Near the port I bump into Fadi, a construction engineer who is rallying friends to try to make safe the scores of wrecked buildings. He points to a high-rise block.

“If you take a look, see that balcony over there, that’s almost another projectile [that could] fall from 30 floors.”

He is working with other engineer friends to photograph danger points, geo-tagging and sending them around so people can try to remove them safely.

But these people will not be enough to restore a country brought even closer to collapse.

Fortitude has its limits after the multiple shocks Lebanon has already endured; a currency collapse, mass anti-government protests, coronavirus.

The explosion of thousands of tonnes of unsafely stored ammonium nitrate has come to symbolise the perceived mismanagement of an entire country.

The political system was established after the civil war in an effort to enable power-sharing in a country of sectarian divides.

But instead many see it as a front for patronage, cronyism and endemic corruption.

When it comes to Beirut’s residents the blast did not discriminate.

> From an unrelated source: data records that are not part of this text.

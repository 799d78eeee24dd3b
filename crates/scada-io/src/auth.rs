//! HMAC-SHA256 tokens for operator commands.
//!
//! Token layout: `base64(unix_secs ":" hmac(unix_secs))`.

use hmac::{Hmac, Mac};
use sha2::Sha256;
use std::time::{SystemTime, UNIX_EPOCH};
use thiserror::Error;

type HmacSha256 = Hmac<Sha256>;

#[derive(Debug, Error, PartialEq, Eq)]
pub enum AuthError {
    #[error("token expired (age {age_secs}s, max {max_secs}s)")]
    TokenExpired { age_secs: u64, max_secs: u64 },

    #[error("token is not in timestamp:signature form")]
    InvalidFormat,

    #[error("token signature does not match")]
    InvalidSignature,

    #[error("token is not valid base64: {0}")]
    DecodeError(String),

    #[error("command carries no auth token")]
    MissingToken,
}

#[derive(Clone, Debug)]
pub struct AuthConfig {
    pub secret: Vec<u8>,
    pub max_age_secs: u64,
    pub enabled: bool,
}

impl Default for AuthConfig {
    fn default() -> Self {
        Self {
            secret: Vec::new(),
            max_age_secs: 300,
            enabled: false,
        }
    }
}

impl AuthConfig {
    pub fn with_secret(secret: impl Into<Vec<u8>>, max_age_secs: u64) -> Self {
        Self {
            secret: secret.into(),
            max_age_secs,
            enabled: true,
        }
    }
}

fn unix_secs() -> u64 {
    SystemTime::now()
        .duration_since(UNIX_EPOCH)
        .map(|d| d.as_secs())
        .unwrap_or_default()
}

pub struct TokenValidator {
    secret: Vec<u8>,
    max_age_secs: u64,
}

impl TokenValidator {
    pub fn new(secret: Vec<u8>, max_age_secs: u64) -> Self {
        Self {
            secret,
            max_age_secs,
        }
    }

    pub fn from_config(config: &AuthConfig) -> Self {
        Self::new(config.secret.clone(), config.max_age_secs)
    }

    fn mac(&self) -> Result<HmacSha256, AuthError> {
        HmacSha256::new_from_slice(&self.secret).map_err(|_| AuthError::InvalidFormat)
    }

    pub fn validate(&self, token: &str) -> Result<TokenClaims, AuthError> {
        use base64::Engine;
        let engine = base64::engine::general_purpose::STANDARD;

        let decoded = engine
            .decode(token)
            .map_err(|e| AuthError::DecodeError(e.to_string()))?;

        let colon = decoded
            .iter()
            .position(|&b| b == b':')
            .ok_or(AuthError::InvalidFormat)?;
        let (stamp, signature) = (&decoded[..colon], &decoded[colon + 1..]);

        let issued_at: u64 = std::str::from_utf8(stamp)
            .map_err(|_| AuthError::InvalidFormat)?
            .parse()
            .map_err(|_| AuthError::InvalidFormat)?;

        let age = unix_secs().saturating_sub(issued_at);
        if age > self.max_age_secs {
            return Err(AuthError::TokenExpired {
                age_secs: age,
                max_secs: self.max_age_secs,
            });
        }

        let mut mac = self.mac()?;
        mac.update(stamp);
        mac.verify_slice(signature)
            .map_err(|_| AuthError::InvalidSignature)?;

        Ok(TokenClaims {
            issued_at,
            age_secs: age,
        })
    }

    /// Checks an optional command token.
    pub fn authorize(&self, token: Option<&str>) -> Result<TokenClaims, AuthError> {
        self.validate(token.ok_or(AuthError::MissingToken)?)
    }

    /// Mints a token for the current second. Used by tools and tests.
    pub fn generate_token(&self) -> Result<String, AuthError> {
        use base64::Engine;
        let stamp = unix_secs().to_string();
        let mut mac = self.mac()?;
        mac.update(stamp.as_bytes());
        let signature = mac.finalize().into_bytes();

        let mut token = stamp.into_bytes();
        token.push(b':');
        token.extend_from_slice(&signature);
        Ok(base64::engine::general_purpose::STANDARD.encode(&token))
    }
}

#[derive(Debug, Clone, PartialEq, Eq)]
pub struct TokenClaims {
    pub issued_at: u64,
    pub age_secs: u64,
}
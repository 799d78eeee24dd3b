//! Modbus-TCP gateway transport.
//!
//! Talks to a controller exposing its memory through an `MB_SERVER` style
//! mapping: discrete inputs are the `I` bits, coils the `Q` bits, and the
//! holding registers one data block. Flags are not reachable.

use scada_core::{Area, Endpoint, ProtocolClient, TransportError};
use std::future::Future;
use std::net::SocketAddr;
use std::time::Duration;
use tokio::runtime::Runtime;
use tokio_modbus::client::Context;
use tokio_modbus::prelude::*;
use tracing::{debug, info, warn};

#[derive(Clone, Debug)]
pub struct ModbusConfig {
    pub port: u16,
    pub unit_id: u8,
    /// Data block mirrored by the holding registers.
    pub holding_db: u16,
    pub timeout: Duration,
}

impl Default for ModbusConfig {
    fn default() -> Self {
        Self {
            port: 502,
            unit_id: 1,
            holding_db: 1,
            timeout: Duration::from_secs(2),
        }
    }
}

pub struct ModbusTransport {
    config: ModbusConfig,
    runtime: Runtime,
    ctx: Option<Context>,
    broken: bool,
}

fn exec<T>(
    runtime: &Runtime,
    limit: Duration,
    fut: impl Future<Output = std::io::Result<T>>,
) -> Result<T, TransportError> {
    match runtime.block_on(tokio::time::timeout(limit, fut)) {
        Ok(Ok(value)) => Ok(value),
        Ok(Err(err)) => Err(TransportError::Io(err.to_string())),
        Err(_) => Err(TransportError::Timeout),
    }
}

fn modbus_address(value: u32) -> Result<u16, TransportError> {
    u16::try_from(value).map_err(|_| TransportError::OutOfRange(format!("modbus address {value}")))
}

fn modbus_count(value: usize) -> Result<u16, TransportError> {
    u16::try_from(value).map_err(|_| TransportError::OutOfRange(format!("modbus quantity {value}")))
}

/// Coil or discrete-input number of `bit` within byte `byte`.
fn bit_address(byte: u32, bit: u8) -> Result<u16, TransportError> {
    byte.checked_mul(8)
        .and_then(|base| base.checked_add(u32::from(bit)))
        .ok_or_else(|| TransportError::OutOfRange(format!("modbus bit address {byte}.{bit}")))
        .and_then(modbus_address)
}

fn bit_count(len: usize) -> Result<u16, TransportError> {
    len.checked_mul(8)
        .ok_or_else(|| TransportError::OutOfRange(format!("modbus quantity {len} bytes")))
        .and_then(modbus_count)
}

/// Packs bits LSB-first into `len` bytes.
fn pack_bits(bits: &[bool], len: usize) -> Result<Vec<u8>, TransportError> {
    if bits.len() < len * 8 {
        return Err(TransportError::ShortRead {
            expected: len,
            actual: bits.len() / 8,
        });
    }
    let mut bytes = vec![0u8; len];
    for (i, on) in bits.iter().take(len * 8).enumerate() {
        if *on {
            bytes[i / 8] |= 1 << (i % 8);
        }
    }
    Ok(bytes)
}

fn unpack_bits(bytes: &[u8]) -> Vec<bool> {
    bytes
        .iter()
        .flat_map(|byte| (0..8).map(move |bit| byte & (1 << bit) != 0))
        .collect()
}

/// Register window `(first, count)` covering bytes `start..start + len`.
fn register_window(start: u32, len: usize) -> (u32, usize) {
    let first = start / 2;
    let end = (start as usize + len).div_ceil(2);
    (first, end - first as usize)
}

fn registers_to_bytes(registers: &[u16]) -> Vec<u8> {
    registers.iter().flat_map(|r| r.to_be_bytes()).collect()
}

fn bytes_to_registers(bytes: &[u8]) -> Vec<u16> {
    bytes
        .chunks(2)
        .map(|pair| u16::from_be_bytes([pair[0], *pair.get(1).unwrap_or(&0)]))
        .collect()
}

impl ModbusTransport {
    pub fn new(config: ModbusConfig) -> std::io::Result<Self> {
        let runtime = tokio::runtime::Builder::new_current_thread()
            .enable_all()
            .build()?;
        Ok(Self {
            config,
            runtime,
            ctx: None,
            broken: false,
        })
    }

    fn check<T>(&mut self, result: Result<T, TransportError>) -> Result<T, TransportError> {
        if let Err(err @ (TransportError::Io(_) | TransportError::Timeout)) = &result {
            warn!(error = %err, "modbus request failed, marking link dead");
            self.broken = true;
        }
        result
    }

    fn holding_db(&self, area: Area) -> Result<(), TransportError> {
        match area {
            Area::DataBlock(db) if db == self.config.holding_db => Ok(()),
            other => Err(TransportError::AreaUnavailable(other.to_string())),
        }
    }

    fn read_registers(&mut self, first: u32, count: usize) -> Result<Vec<u16>, TransportError> {
        let address = modbus_address(first)?;
        let quantity = modbus_count(count)?;
        let ctx = self.ctx.as_mut().ok_or(TransportError::Disconnected)?;
        let result = exec(
            &self.runtime,
            self.config.timeout,
            ctx.read_holding_registers(address, quantity),
        );
        let registers = self.check(result)?;
        if registers.len() < count {
            return Err(TransportError::ShortRead {
                expected: count * 2,
                actual: registers.len() * 2,
            });
        }
        Ok(registers)
    }

    fn write_registers(&mut self, first: u32, registers: &[u16]) -> Result<(), TransportError> {
        let address = modbus_address(first)?;
        let ctx = self.ctx.as_mut().ok_or(TransportError::Disconnected)?;
        let result = exec(
            &self.runtime,
            self.config.timeout,
            ctx.write_multiple_registers(address, registers),
        );
        self.check(result)
    }
}

impl ProtocolClient for ModbusTransport {
    fn connect(&mut self, endpoint: &Endpoint) -> Result<(), TransportError> {
        let target = format!("{}:{}", endpoint.address, self.config.port);
        let addr: SocketAddr = target.parse().map_err(|_| TransportError::ConnectFailed {
            endpoint: endpoint.to_string(),
            reason: format!("invalid socket address {target}"),
        })?;
        debug!(rack = endpoint.rack, slot = endpoint.slot, "rack/slot unused by modbus gateway");
        let connect = tcp::connect_slave(addr, Slave(self.config.unit_id));
        let ctx = exec(&self.runtime, self.config.timeout, connect).map_err(|err| {
            TransportError::ConnectFailed {
                endpoint: endpoint.to_string(),
                reason: err.to_string(),
            }
        })?;
        info!(%addr, unit = self.config.unit_id, "modbus gateway connected");
        self.ctx = Some(ctx);
        self.broken = false;
        Ok(())
    }

    fn disconnect(&mut self) -> Result<(), TransportError> {
        // Dropping the context closes the socket.
        if self.ctx.take().is_some() {
            info!("modbus gateway disconnected");
        }
        self.broken = false;
        Ok(())
    }

    fn is_alive(&mut self) -> bool {
        self.ctx.is_some() && !self.broken
    }

    fn read_area(&mut self, area: Area, start: u32, len: usize) -> Result<Vec<u8>, TransportError> {
        match area {
            Area::Inputs | Area::Outputs => {
                let address = bit_address(start, 0)?;
                let quantity = bit_count(len)?;
                let ctx = self.ctx.as_mut().ok_or(TransportError::Disconnected)?;
                let fut_result = if area == Area::Inputs {
                    exec(&self.runtime, self.config.timeout, ctx.read_discrete_inputs(address, quantity))
                } else {
                    exec(&self.runtime, self.config.timeout, ctx.read_coils(address, quantity))
                };
                let bits = self.check(fut_result)?;
                pack_bits(&bits, len)
            }
            Area::Flags => Err(TransportError::AreaUnavailable(area.to_string())),
            Area::DataBlock(_) => {
                self.holding_db(area)?;
                let (first, count) = register_window(start, len);
                let bytes = registers_to_bytes(&self.read_registers(first, count)?);
                let skip = (start % 2) as usize;
                Ok(bytes[skip..skip + len].to_vec())
            }
        }
    }

    fn write_area(&mut self, area: Area, start: u32, data: &[u8]) -> Result<(), TransportError> {
        match area {
            Area::Outputs => {
                let address = bit_address(start, 0)?;
                let bits = unpack_bits(data);
                let ctx = self.ctx.as_mut().ok_or(TransportError::Disconnected)?;
                let result = exec(
                    &self.runtime,
                    self.config.timeout,
                    ctx.write_multiple_coils(address, &bits),
                );
                self.check(result)
            }
            Area::Inputs | Area::Flags => Err(TransportError::AreaUnavailable(area.to_string())),
            Area::DataBlock(_) => {
                self.holding_db(area)?;
                let (first, count) = register_window(start, data.len());
                let aligned = start % 2 == 0 && data.len() % 2 == 0;
                let bytes = if aligned {
                    data.to_vec()
                } else {
                    // Odd edges: merge into the registers already there.
                    let mut current = registers_to_bytes(&self.read_registers(first, count)?);
                    let skip = (start % 2) as usize;
                    current[skip..skip + data.len()].copy_from_slice(data);
                    current
                };
                self.write_registers(first, &bytes_to_registers(&bytes))
            }
        }
    }

    fn supports_bit_writes(&self, area: Area) -> bool {
        area == Area::Outputs
    }

    fn write_bit(&mut self, area: Area, byte: u32, bit: u8, value: bool) -> Result<(), TransportError> {
        if area != Area::Outputs {
            return Err(TransportError::Unsupported("single-bit write outside coils"));
        }
        let address = bit_address(byte, bit)?;
        let ctx = self.ctx.as_mut().ok_or(TransportError::Disconnected)?;
        let result = exec(
            &self.runtime,
            self.config.timeout,
            ctx.write_single_coil(address, value),
        );
        self.check(result)
    }
}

More on the explosion in Beirut

Gemmayzeh was hard hit. It is a wealthy area where there is strong support for the Lebanese Forces, one of the main Christian factions.

The Sunni Muslim areas of the Corniche and Ain al-Mraysseh were damaged.

Others have been searching for loved ones lost in the port – many Shia Muslim labourers whose families form a base of support for Hezbollah, the armed movement which dominates Lebanese politics.

Amid growing anger at what many see as a corrupt political elite sharing out jobs and favours based on sect, and not merit, the explosion’s aftershocks also risk aggravating divisions.

Lebanese political analyst Sami Nader describes the system as a “cartel of political parties” which take advantage of sectarian division to establish their rule.

In the wake of the blast he believes this establishment “will try their old tricks” to hold onto power.

Anti-government protests are growing. In Martyrs’ Square, groups of demonstrators gather each afternoon. They have been surging towards the parliament complex, trying to breach the barricades and met by riot police firing tear gas and rubber bullets.

The mass resignation of the cabinet on Tuesday marked the second fall of a government in a year. But it has done little to quell the fury – MPs must choose a new prime minister; involving the same sectarian politics as before.

Another mass protest is planned for Saturday; the authorities have sent workers to weld giant metal plates to already blast-hit buildings close to the parliament.

Back at Eddie Bitar’s damaged apartment I hear how his wounded brother is recovering.

Eddie blames the blast on incompetent “criminals”.

“They took our money, they put debts for the generations to come. They killed our forest, they burned them. They are killing our soul. But we are resilient people,” he says.

Amid the wreckage, he vows that Lebanon “will be ruled by the youth who did everything… to reconstruct our country”.